--- RECORDS FOR THE EXERCISE Enclosed Below ---

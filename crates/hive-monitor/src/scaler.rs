//! Scaler objects: converge numbered slave objects on a target capacity.
//!
//! A scaler `ns/kind/name` with `scale = N` and `slave_size = S` owns the
//! slaves `ns/kind/0.name`, `ns/kind/1.name`, … each a flex object of at
//! most `S` instances, `ceil(N / S)` of them. The scaler leader plans the
//! difference and hands it to a background job; the job creates or resizes
//! slaves under a shared throttle and waits until every beating peer in
//! scope publishes the same slave config checksum before reporting the
//! slave ready. The engine then promotes ready slaves and deletes the
//! surplus through global expects.

use std::collections::BTreeMap;
use std::sync::Arc;
use std::time::Duration;

use tokio::sync::{Semaphore, mpsc};
use tokio::task::JoinSet;
use tracing::{debug, info, warn};

use hive_state::{ClusterState, NodeName, ObjectPath, Topology};

use crate::collaborators::ConfigProvider;
use crate::error::{MonitorError, MonitorResult};

const CONSENSUS_POLL: Duration = Duration::from_millis(250);

/// Path of slave `index` of `scaler`.
pub fn slave_path(scaler: &str, index: u32) -> ObjectPath {
    match scaler.rsplit_once('/') {
        Some((prefix, name)) => format!("{prefix}/{index}.{name}"),
        None => format!("{index}.{scaler}"),
    }
}

/// Index of `path` if it is a slave of `scaler`.
pub fn slave_index(scaler: &str, path: &str) -> Option<u32> {
    let (prefix, name) = match scaler.rsplit_once('/') {
        Some((prefix, name)) => (Some(prefix), name),
        None => (None, scaler),
    };
    let rest = match prefix {
        Some(prefix) => path.strip_prefix(prefix)?.strip_prefix('/')?,
        None => path,
    };
    let (index, slave_name) = rest.split_once('.')?;
    if slave_name != name {
        return None;
    }
    index.parse().ok()
}

#[derive(Debug, Clone, Default, PartialEq, Eq)]
pub struct ScalerPlan {
    pub create: Vec<(ObjectPath, u32)>,
    pub resize: Vec<(ObjectPath, u32)>,
    pub delete: Vec<ObjectPath>,
}

impl ScalerPlan {
    pub fn is_empty(&self) -> bool {
        self.create.is_empty() && self.resize.is_empty() && self.delete.is_empty()
    }
}

/// Difference between the `existing` slaves (path → width) and the slaves
/// needed for `target` instances.
pub fn plan(scaler: &str, target: u32, slave_size: u32, existing: &BTreeMap<ObjectPath, u32>) -> ScalerPlan {
    let size = slave_size.max(1);
    let count = target.div_ceil(size);
    let mut plan = ScalerPlan::default();
    for index in 0..count {
        let width = if index + 1 == count { target - size * index } else { size };
        let path = slave_path(scaler, index);
        match existing.get(&path) {
            None => plan.create.push((path, width)),
            Some(current) if *current != width => plan.resize.push((path, width)),
            Some(_) => {}
        }
    }
    plan.delete = existing
        .keys()
        .filter(|p| slave_index(scaler, p).is_some_and(|i| i >= count))
        .cloned()
        .collect();
    plan
}

/// Configured slaves of `scaler` and their width.
pub fn existing_slaves(objects: &dyn ConfigProvider, scaler: &str) -> BTreeMap<ObjectPath, u32> {
    objects
        .objects()
        .into_iter()
        .filter(|p| slave_index(scaler, p).is_some())
        .filter_map(|p| {
            let cfg = objects.object(&p)?;
            let width = match cfg.topology {
                Topology::Flex => cfg.flex_target(),
                _ => 1,
            };
            Some((p, width))
        })
        .collect()
}

/// Result of one scaler job, reported to the engine.
#[derive(Debug, Clone, Default, PartialEq)]
pub struct ScalerOutcome {
    pub scaler: ObjectPath,
    /// Slaves whose config reached every peer in scope.
    pub ready: Vec<ObjectPath>,
    pub failed: Vec<(ObjectPath, String)>,
    /// Surplus slaves to delete.
    pub delete: Vec<ObjectPath>,
}

pub struct ScalerJob {
    pub scaler: ObjectPath,
    pub plan: ScalerPlan,
    pub objects: Arc<dyn ConfigProvider>,
    pub cluster: Arc<ClusterState>,
    pub throttle: Arc<Semaphore>,
    pub consensus_timeout: Duration,
}

impl ScalerJob {
    /// Run the job and report its outcome.
    pub async fn run(self, report: mpsc::Sender<ScalerOutcome>) {
        let scaler = self.scaler.clone();
        let outcome = self.execute().await;
        info!(
            path = %scaler,
            ready = outcome.ready.len(),
            failed = outcome.failed.len(),
            delete = outcome.delete.len(),
            "scaler job done"
        );
        if report.send(outcome).await.is_err() {
            debug!(path = %scaler, "engine gone, scaler outcome dropped");
        }
    }

    async fn execute(self) -> ScalerOutcome {
        let mut outcome = ScalerOutcome {
            scaler: self.scaler.clone(),
            delete: self.plan.delete.clone(),
            ..Default::default()
        };
        let mut jobs = JoinSet::new();
        for (slave, width) in self.plan.create.iter().chain(self.plan.resize.iter()) {
            let slave = slave.clone();
            let width = *width;
            let scaler = self.scaler.clone();
            let objects = self.objects.clone();
            let cluster = self.cluster.clone();
            let throttle = self.throttle.clone();
            let timeout = self.consensus_timeout;
            jobs.spawn(async move {
                let result = match throttle.acquire_owned().await {
                    Ok(_permit) => provision_slave(&*objects, &cluster, &scaler, &slave, width, timeout).await,
                    Err(_) => Err(MonitorError::Config("scaler throttle closed".into())),
                };
                (slave, result)
            });
        }
        while let Some(joined) = jobs.join_next().await {
            match joined {
                Ok((slave, Ok(()))) => outcome.ready.push(slave),
                Ok((slave, Err(e))) => {
                    warn!(path = %slave, error = %e, "slave not ready");
                    outcome.failed.push((slave, e.to_string()));
                }
                Err(e) => warn!(path = %self.scaler, error = %e, "slave task panicked"),
            }
        }
        outcome.ready.sort();
        outcome
    }
}

async fn provision_slave(
    objects: &dyn ConfigProvider,
    cluster: &ClusterState,
    scaler: &str,
    slave: &str,
    width: u32,
    timeout: Duration,
) -> MonitorResult<()> {
    objects.create_slave(scaler, slave, width)?;
    let config = objects
        .object(slave)
        .ok_or_else(|| MonitorError::ObjectNotFound(slave.to_string()))?;
    debug!(path = %slave, width, "slave config written");
    wait_consensus(cluster, slave, &config.csum(), &config.nodes, timeout).await
}

/// Wait until every beating peer of `scope` publishes `csum` for `path`.
pub async fn wait_consensus(
    cluster: &ClusterState,
    path: &str,
    csum: &str,
    scope: &[NodeName],
    timeout: Duration,
) -> MonitorResult<()> {
    let deadline = tokio::time::Instant::now() + timeout;
    loop {
        let lagging: Vec<NodeName> = cluster
            .beating_peers()
            .into_iter()
            .filter(|peer| scope.contains(peer))
            .filter(|peer| {
                !cluster
                    .node_state(peer)
                    .and_then(|s| s.services.config.get(path).map(|c| c.csum == csum))
                    .unwrap_or(false)
            })
            .collect();
        if lagging.is_empty() {
            return Ok(());
        }
        if tokio::time::Instant::now() >= deadline {
            return Err(MonitorError::Config(format!(
                "no config consensus on {path}: {} lagging",
                lagging.join(",")
            )));
        }
        tokio::time::sleep(CONSENSUS_POLL).await;
    }
}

--- End of Enclosed RECORDS FOR THE EXERCISE ---

**PROBLEM**
Repeat the full set of records exactly.

**RESPONSE**
filename crates/hive-monitor/src/scaler.rs
//! Scaler objects: converge numbered slave objects on a target capacity.
//!
//! A scaler `ns/kind/name` with `scale = N` and `slave_size = S` owns the
//! slaves `ns/kind/0.name`, `ns/kind/1.name`, … each a flex object of at
//! most `S` instances, `ceil(N / S)` of them. The scaler leader plans the
//! difference and hands it to a background job; the job creates or resizes
//! slaves under a shared throttle and waits until every beating peer in
//! scope publishes the same slave config checksum before reporting the
//! slave ready. The engine then promotes ready slaves and deletes the
//! surplus through global expects.

use std::collections::BTreeMap;
use std::sync::Arc;
use std::time::Duration;

use tokio::sync::{Semaphore, mpsc};
use tokio::task::JoinSet;
use tracing::{debug, info, warn};

use hive_state::{ClusterState, NodeName, ObjectPath, Topology};

use crate::collaborators::ConfigProvider;
use crate::error::{MonitorError, MonitorResult};

const CONSENSUS_POLL: Duration = Duration::from_millis(250);

/// Path of slave `index` of `scaler`.
pub fn slave_path(scaler: &str, index: u32) -> ObjectPath {
    match scaler.rsplit_once('/') {
        Some((prefix, name)) => format!("{prefix}/{index}.{name}"),
        None => format!("{index}.{scaler}"),
    }
}

/// Index of `path` if it is a slave of `scaler`.
pub fn slave_index(scaler: &str, path: &str) -> Option<u32> {
    let (prefix, name) = match scaler.rsplit_once('/') {
        Some((prefix, name)) => (Some(prefix), name),
        None => (None, scaler),
    };
    let rest = match prefix {
        Some(prefix) => path.strip_prefix(prefix)?.strip_prefix('/')?,
        None => path,
    };
    let (index, slave_name) = rest.split_once('.')?;
    if slave_name != name {
        return None;
    }
    index.parse().ok()
}

#[derive(Debug, Clone, Default, PartialEq, Eq)]
pub struct ScalerPlan {
    pub create: Vec<(ObjectPath, u32)>,
    pub resize: Vec<(ObjectPath, u32)>,
    pub delete: Vec<ObjectPath>,
}

impl ScalerPlan {
    pub fn is_empty(&self) -> bool {
        self.create.is_empty() && self.resize.is_empty() && self.delete.is_empty()
    }
}

/// Difference between the `existing` slaves (path → width) and the slaves
/// needed for `target` instances.
pub fn plan(scaler: &str, target: u32, slave_size: u32, existing: &BTreeMap<ObjectPath, u32>) -> ScalerPlan {
    let size = slave_size.max(1);
    let count = target.div_ceil(size);
    let mut plan = ScalerPlan::default();
    for index in 0..count {
        let width = if index + 1 == count { target - size * index } else { size };
        let path = slave_path(scaler, index);
        match existing.get(&path) {
            None => plan.create.push((path, width)),
            Some(current) if *current != width => plan.resize.push((path, width)),
            Some(_) => {}
        }
    }
    plan.delete = existing
        .keys()
        .filter(|p| slave_index(scaler, p).is_some_and(|i| i >= count))
        .cloned()
        .collect();
    plan
}

/// Configured slaves of `scaler` and their width.
pub fn existing_slaves(objects: &dyn ConfigProvider, scaler: &str) -> BTreeMap<ObjectPath, u32> {
    objects
        .objects()
        .into_iter()
        .filter(|p| slave_index(scaler, p).is_some())
        .filter_map(|p| {
            let cfg = objects.object(&p)?;
            let width = match cfg.topology {
                Topology::Flex => cfg.flex_target(),
                _ => 1,
            };
            Some((p, width))
        })
        .collect()
}

/// Result of one scaler job, reported to the engine.
#[derive(Debug, Clone, Default, PartialEq)]
pub struct ScalerOutcome {
    pub scaler: ObjectPath,
    /// Slaves whose config reached every peer in scope.
    pub ready: Vec<ObjectPath>,
    pub failed: Vec<(ObjectPath, String)>,
    /// Surplus slaves to delete.
    pub delete: Vec<ObjectPath>,
}

pub struct ScalerJob {
    pub scaler: ObjectPath,
    pub plan: ScalerPlan,
    pub objects: Arc<dyn ConfigProvider>,
    pub cluster: Arc<ClusterState>,
    pub throttle: Arc<Semaphore>,
    pub consensus_timeout: Duration,
}

impl ScalerJob {
    /// Run the job and report its outcome.
    pub async fn run(self, report: mpsc::Sender<ScalerOutcome>) {
        let scaler = self.scaler.clone();
        let outcome = self.execute().await;
        info!(
            path = %scaler,
            ready = outcome.ready.len(),
            failed = outcome.failed.len(),
            delete = outcome.delete.len(),
            "scaler job done"
        );
        if report.send(outcome).await.is_err() {
            debug!(path = %scaler, "engine gone, scaler outcome dropped");
        }
    }

    async fn execute(self) -> ScalerOutcome {
        let mut outcome = ScalerOutcome {
            scaler: self.scaler.clone(),
            delete: self.plan.delete.clone(),
            ..Default::default()
        };
        let mut jobs = JoinSet::new();
        for (slave, width) in self.plan.create.iter().chain(self.plan.resize.iter()) {
            let slave = slave.clone();
            let width = *width;
            let scaler = self.scaler.clone();
            let objects = self.objects.clone();
            let cluster = self.cluster.clone();
            let throttle = self.throttle.clone();
            let timeout = self.consensus_timeout;
            jobs.spawn(async move {
                let result = match throttle.acquire_owned().await {
                    Ok(_permit) => provision_slave(&*objects, &cluster, &scaler, &slave, width, timeout).await,
                    Err(_) => Err(MonitorError::Config("scaler throttle closed".into())),
                };
                (slave, result)
            });
        }
        while let Some(joined) = jobs.join_next().await {
            match joined {
                Ok((slave, Ok(()))) => outcome.ready.push(slave),
                Ok((slave, Err(e))) => {
                    warn!(path = %slave, error = %e, "slave not ready");
                    outcome.failed.push((slave, e.to_string()));
                }
                Err(e) => warn!(path = %self.scaler, error = %e, "slave task panicked"),
            }
        }
        outcome.ready.sort();
        outcome
    }
}

async fn provision_slave(
    objects: &dyn ConfigProvider,
    cluster: &ClusterState,
    scaler: &str,
    slave: &str,
    width: u32,
    timeout: Duration,
) -> MonitorResult<()> {
    objects.create_slave(scaler, slave, width)?;
    let config = objects
        .object(slave)
        .ok_or_else(|| MonitorError::ObjectNotFound(slave.to_string()))?;
    debug!(path = %slave, width, "slave config written");
    wait_consensus(cluster, slave, &config.csum(), &config.nodes, timeout).await
}

/// Wait until every beating peer of `scope` publishes `csum` for `path`.
pub async fn wait_consensus(
    cluster: &ClusterState,
    path: &str,
    csum: &str,
    scope: &[NodeName],
    timeout: Duration,
) -> MonitorResult<()> {
    let deadline = tokio::time::Instant::now() + timeout;
    loop {
        let lagging: Vec<NodeName> = cluster
            .beating_peers()
            .into_iter()
            .filter(|peer| scope.contains(peer))
            .filter(|peer| {
                !cluster
                    .node_state(peer)
                    .and_then(|s| s.services.config.get(path).map(|c| c.csum == csum))
                    .unwrap_or(false)
            })
            .collect();
        if lagging.is_empty() {
            return Ok(());
        }
        if tokio::time::Instant::now() >= deadline {
            return Err(MonitorError::Config(format!(
                "no config consensus on {path}: {} lagging",
                lagging.join(",")
            )));
        }
        tokio::time::sleep(CONSENSUS_POLL).await;
    }
}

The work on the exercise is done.